Your instructions:
Could you transcribe every record below exactly as it stands?
*** Input records Section Begins ***
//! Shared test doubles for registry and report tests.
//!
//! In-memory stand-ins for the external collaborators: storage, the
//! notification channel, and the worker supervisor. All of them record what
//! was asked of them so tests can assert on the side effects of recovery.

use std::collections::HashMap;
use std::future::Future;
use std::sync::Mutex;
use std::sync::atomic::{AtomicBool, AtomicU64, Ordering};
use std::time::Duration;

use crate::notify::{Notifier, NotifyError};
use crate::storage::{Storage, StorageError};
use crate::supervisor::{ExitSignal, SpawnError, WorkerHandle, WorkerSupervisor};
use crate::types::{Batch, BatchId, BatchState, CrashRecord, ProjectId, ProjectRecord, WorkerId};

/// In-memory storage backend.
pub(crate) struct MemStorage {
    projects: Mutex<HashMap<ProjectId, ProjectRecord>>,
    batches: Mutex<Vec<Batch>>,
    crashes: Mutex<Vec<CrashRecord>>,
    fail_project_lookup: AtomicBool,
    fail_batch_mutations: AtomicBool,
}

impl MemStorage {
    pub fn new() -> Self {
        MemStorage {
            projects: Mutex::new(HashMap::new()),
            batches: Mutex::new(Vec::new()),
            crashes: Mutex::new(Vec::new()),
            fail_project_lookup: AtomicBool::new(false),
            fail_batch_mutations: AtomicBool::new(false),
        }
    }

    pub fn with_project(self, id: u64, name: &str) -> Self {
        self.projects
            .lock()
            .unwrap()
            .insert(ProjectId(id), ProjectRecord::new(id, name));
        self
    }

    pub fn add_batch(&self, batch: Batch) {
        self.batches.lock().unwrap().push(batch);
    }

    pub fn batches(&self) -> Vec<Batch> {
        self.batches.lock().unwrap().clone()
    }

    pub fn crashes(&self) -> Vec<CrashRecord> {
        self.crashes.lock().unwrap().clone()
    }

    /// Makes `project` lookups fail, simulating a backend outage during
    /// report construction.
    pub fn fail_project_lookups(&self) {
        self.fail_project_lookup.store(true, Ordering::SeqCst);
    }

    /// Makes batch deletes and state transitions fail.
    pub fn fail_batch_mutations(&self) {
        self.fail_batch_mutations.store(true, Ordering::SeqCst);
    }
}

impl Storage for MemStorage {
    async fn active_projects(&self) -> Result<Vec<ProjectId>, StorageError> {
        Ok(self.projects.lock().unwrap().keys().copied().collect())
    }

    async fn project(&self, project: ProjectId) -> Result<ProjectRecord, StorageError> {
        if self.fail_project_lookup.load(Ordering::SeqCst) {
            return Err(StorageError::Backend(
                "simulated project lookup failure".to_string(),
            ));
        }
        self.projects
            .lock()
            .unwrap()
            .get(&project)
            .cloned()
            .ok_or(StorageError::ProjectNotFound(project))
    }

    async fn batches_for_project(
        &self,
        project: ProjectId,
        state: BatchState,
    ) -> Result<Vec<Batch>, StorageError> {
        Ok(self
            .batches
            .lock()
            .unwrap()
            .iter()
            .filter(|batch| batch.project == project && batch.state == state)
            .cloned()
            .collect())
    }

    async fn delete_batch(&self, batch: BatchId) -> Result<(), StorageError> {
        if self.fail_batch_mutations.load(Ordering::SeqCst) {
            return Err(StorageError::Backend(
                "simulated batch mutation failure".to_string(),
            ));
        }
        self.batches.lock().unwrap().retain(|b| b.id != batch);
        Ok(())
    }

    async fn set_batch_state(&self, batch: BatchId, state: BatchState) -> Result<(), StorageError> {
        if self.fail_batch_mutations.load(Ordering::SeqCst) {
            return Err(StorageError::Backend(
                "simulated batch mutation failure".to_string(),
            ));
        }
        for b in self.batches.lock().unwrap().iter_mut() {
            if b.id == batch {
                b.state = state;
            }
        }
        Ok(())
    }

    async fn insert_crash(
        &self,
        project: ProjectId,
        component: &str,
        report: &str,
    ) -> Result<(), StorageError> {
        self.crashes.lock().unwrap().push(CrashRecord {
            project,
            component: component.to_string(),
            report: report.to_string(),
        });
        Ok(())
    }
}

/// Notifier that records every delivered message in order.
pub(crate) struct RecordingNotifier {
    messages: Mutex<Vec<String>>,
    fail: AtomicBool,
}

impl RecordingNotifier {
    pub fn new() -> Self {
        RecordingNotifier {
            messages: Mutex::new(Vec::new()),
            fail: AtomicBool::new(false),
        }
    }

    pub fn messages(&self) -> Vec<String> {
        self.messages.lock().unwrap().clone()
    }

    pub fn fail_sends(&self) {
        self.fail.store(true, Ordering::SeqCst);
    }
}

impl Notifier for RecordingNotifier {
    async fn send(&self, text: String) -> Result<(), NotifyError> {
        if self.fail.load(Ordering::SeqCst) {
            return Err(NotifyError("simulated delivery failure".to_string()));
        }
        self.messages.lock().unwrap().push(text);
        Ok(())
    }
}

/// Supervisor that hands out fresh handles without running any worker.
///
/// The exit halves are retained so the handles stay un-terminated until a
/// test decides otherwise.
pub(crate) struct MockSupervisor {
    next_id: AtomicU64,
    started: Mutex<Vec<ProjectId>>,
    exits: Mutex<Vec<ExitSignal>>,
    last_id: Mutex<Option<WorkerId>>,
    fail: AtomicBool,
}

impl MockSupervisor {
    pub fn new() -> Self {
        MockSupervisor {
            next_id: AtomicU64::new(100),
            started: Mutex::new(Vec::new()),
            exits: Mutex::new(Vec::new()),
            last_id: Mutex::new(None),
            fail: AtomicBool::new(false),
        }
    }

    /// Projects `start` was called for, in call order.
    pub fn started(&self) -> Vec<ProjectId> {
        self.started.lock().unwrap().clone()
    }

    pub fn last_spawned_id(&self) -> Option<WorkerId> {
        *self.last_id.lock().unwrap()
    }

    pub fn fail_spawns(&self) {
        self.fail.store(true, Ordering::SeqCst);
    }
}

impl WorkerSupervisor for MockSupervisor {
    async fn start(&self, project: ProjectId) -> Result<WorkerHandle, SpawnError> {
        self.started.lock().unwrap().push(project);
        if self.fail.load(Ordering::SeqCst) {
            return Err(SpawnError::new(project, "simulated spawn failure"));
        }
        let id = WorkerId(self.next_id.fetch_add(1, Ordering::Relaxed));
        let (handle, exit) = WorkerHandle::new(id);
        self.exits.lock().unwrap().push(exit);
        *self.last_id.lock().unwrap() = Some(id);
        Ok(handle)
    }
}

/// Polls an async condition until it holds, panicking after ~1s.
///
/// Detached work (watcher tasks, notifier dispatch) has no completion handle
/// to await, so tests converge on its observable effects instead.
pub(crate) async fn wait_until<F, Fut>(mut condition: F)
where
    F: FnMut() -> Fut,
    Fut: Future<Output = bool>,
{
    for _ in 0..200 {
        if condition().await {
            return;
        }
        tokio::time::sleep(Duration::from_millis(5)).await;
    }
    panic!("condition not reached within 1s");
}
*** Input records Section Ends ***
Answer below:
//! Shared test doubles for registry and report tests.
//!
//! In-memory stand-ins for the external collaborators: storage, the
//! notification channel, and the worker supervisor. All of them record what
//! was asked of them so tests can assert on the side effects of recovery.

use std::collections::HashMap;
use std::future::Future;
use std::sync::Mutex;
use std::sync::atomic::{AtomicBool, AtomicU64, Ordering};
use std::time::Duration;

use crate::notify::{Notifier, NotifyError};
use crate::storage::{Storage, StorageError};
use crate::supervisor::{ExitSignal, SpawnError, WorkerHandle, WorkerSupervisor};
use crate::types::{Batch, BatchId, BatchState, CrashRecord, ProjectId, ProjectRecord, WorkerId};

/// In-memory storage backend.
pub(crate) struct MemStorage {
    projects: Mutex<HashMap<ProjectId, ProjectRecord>>,
    batches: Mutex<Vec<Batch>>,
    crashes: Mutex<Vec<CrashRecord>>,
    fail_project_lookup: AtomicBool,
    fail_batch_mutations: AtomicBool,
}

impl MemStorage {
    pub fn new() -> Self {
        MemStorage {
            projects: Mutex::new(HashMap::new()),
            batches: Mutex::new(Vec::new()),
            crashes: Mutex::new(Vec::new()),
            fail_project_lookup: AtomicBool::new(false),
            fail_batch_mutations: AtomicBool::new(false),
        }
    }

    pub fn with_project(self, id: u64, name: &str) -> Self {
        self.projects
            .lock()
            .unwrap()
            .insert(ProjectId(id), ProjectRecord::new(id, name));
        self
    }

    pub fn add_batch(&self, batch: Batch) {
        self.batches.lock().unwrap().push(batch);
    }

    pub fn batches(&self) -> Vec<Batch> {
        self.batches.lock().unwrap().clone()
    }

    pub fn crashes(&self) -> Vec<CrashRecord> {
        self.crashes.lock().unwrap().clone()
    }

    /// Makes `project` lookups fail, simulating a backend outage during
    /// report construction.
    pub fn fail_project_lookups(&self) {
        self.fail_project_lookup.store(true, Ordering::SeqCst);
    }

    /// Makes batch deletes and state transitions fail.
    pub fn fail_batch_mutations(&self) {
        self.fail_batch_mutations.store(true, Ordering::SeqCst);
    }
}

impl Storage for MemStorage {
    async fn active_projects(&self) -> Result<Vec<ProjectId>, StorageError> {
        Ok(self.projects.lock().unwrap().keys().copied().collect())
    }

    async fn project(&self, project: ProjectId) -> Result<ProjectRecord, StorageError> {
        if self.fail_project_lookup.load(Ordering::SeqCst) {
            return Err(StorageError::Backend(
                "simulated project lookup failure".to_string(),
            ));
        }
        self.projects
            .lock()
            .unwrap()
            .get(&project)
            .cloned()
            .ok_or(StorageError::ProjectNotFound(project))
    }

    async fn batches_for_project(
        &self,
        project: ProjectId,
        state: BatchState,
    ) -> Result<Vec<Batch>, StorageError> {
        Ok(self
            .batches
            .lock()
            .unwrap()
            .iter()
            .filter(|batch| batch.project == project && batch.state == state)
            .cloned()
            .collect())
    }

    async fn delete_batch(&self, batch: BatchId) -> Result<(), StorageError> {
        if self.fail_batch_mutations.load(Ordering::SeqCst) {
            return Err(StorageError::Backend(
                "simulated batch mutation failure".to_string(),
            ));
        }
        self.batches.lock().unwrap().retain(|b| b.id != batch);
        Ok(())
    }

    async fn set_batch_state(&self, batch: BatchId, state: BatchState) -> Result<(), StorageError> {
        if self.fail_batch_mutations.load(Ordering::SeqCst) {
            return Err(StorageError::Backend(
                "simulated batch mutation failure".to_string(),
            ));
        }
        for b in self.batches.lock().unwrap().iter_mut() {
            if b.id == batch {
                b.state = state;
            }
        }
        Ok(())
    }

    async fn insert_crash(
        &self,
        project: ProjectId,
        component: &str,
        report: &str,
    ) -> Result<(), StorageError> {
        self.crashes.lock().unwrap().push(CrashRecord {
            project,
            component: component.to_string(),
            report: report.to_string(),
        });
        Ok(())
    }
}

/// Notifier that records every delivered message in order.
pub(crate) struct RecordingNotifier {
    messages: Mutex<Vec<String>>,
    fail: AtomicBool,
}

impl RecordingNotifier {
    pub fn new() -> Self {
        RecordingNotifier {
            messages: Mutex::new(Vec::new()),
            fail: AtomicBool::new(false),
        }
    }

    pub fn messages(&self) -> Vec<String> {
        self.messages.lock().unwrap().clone()
    }

    pub fn fail_sends(&self) {
        self.fail.store(true, Ordering::SeqCst);
    }
}

impl Notifier for RecordingNotifier {
    async fn send(&self, text: String) -> Result<(), NotifyError> {
        if self.fail.load(Ordering::SeqCst) {
            return Err(NotifyError("simulated delivery failure".to_string()));
        }
        self.messages.lock().unwrap().push(text);
        Ok(())
    }
}

/// Supervisor that hands out fresh handles without running any worker.
///
/// The exit halves are retained so the handles stay un-terminated until a
/// test decides otherwise.
pub(crate) struct MockSupervisor {
    next_id: AtomicU64,
    started: Mutex<Vec<ProjectId>>,
    exits: Mutex<Vec<ExitSignal>>,
    last_id: Mutex<Option<WorkerId>>,
    fail: AtomicBool,
}

impl MockSupervisor {
    pub fn new() -> Self {
        MockSupervisor {
            next_id: AtomicU64::new(100),
            started: Mutex::new(Vec::new()),
            exits: Mutex::new(Vec::new()),
            last_id: Mutex::new(None),
            fail: AtomicBool::new(false),
        }
    }

    /// Projects `start` was called for, in call order.
    pub fn started(&self) -> Vec<ProjectId> {
        self.started.lock().unwrap().clone()
    }

    pub fn last_spawned_id(&self) -> Option<WorkerId> {
        *self.last_id.lock().unwrap()
    }

    pub fn fail_spawns(&self) {
        self.fail.store(true, Ordering::SeqCst);
    }
}

impl WorkerSupervisor for MockSupervisor {
    async fn start(&self, project: ProjectId) -> Result<WorkerHandle, SpawnError> {
        self.started.lock().unwrap().push(project);
        if self.fail.load(Ordering::SeqCst) {
            return Err(SpawnError::new(project, "simulated spawn failure"));
        }
        let id = WorkerId(self.next_id.fetch_add(1, Ordering::Relaxed));
        let (handle, exit) = WorkerHandle::new(id);
        self.exits.lock().unwrap().push(exit);
        *self.last_id.lock().unwrap() = Some(id);
        Ok(handle)
    }
}

/// Polls an async condition until it holds, panicking after ~1s.
///
/// Detached work (watcher tasks, notifier dispatch) has no completion handle
/// to await, so tests converge on its observable effects instead.
pub(crate) async fn wait_until<F, Fut>(mut condition: F)
where
    F: FnMut() -> Fut,
    Fut: Future<Output = bool>,
{
    for _ in 0..200 {
        if condition().await {
            return;
        }
        tokio::time::sleep(Duration::from_millis(5)).await;
    }
    panic!("condition not reached within 1s");
}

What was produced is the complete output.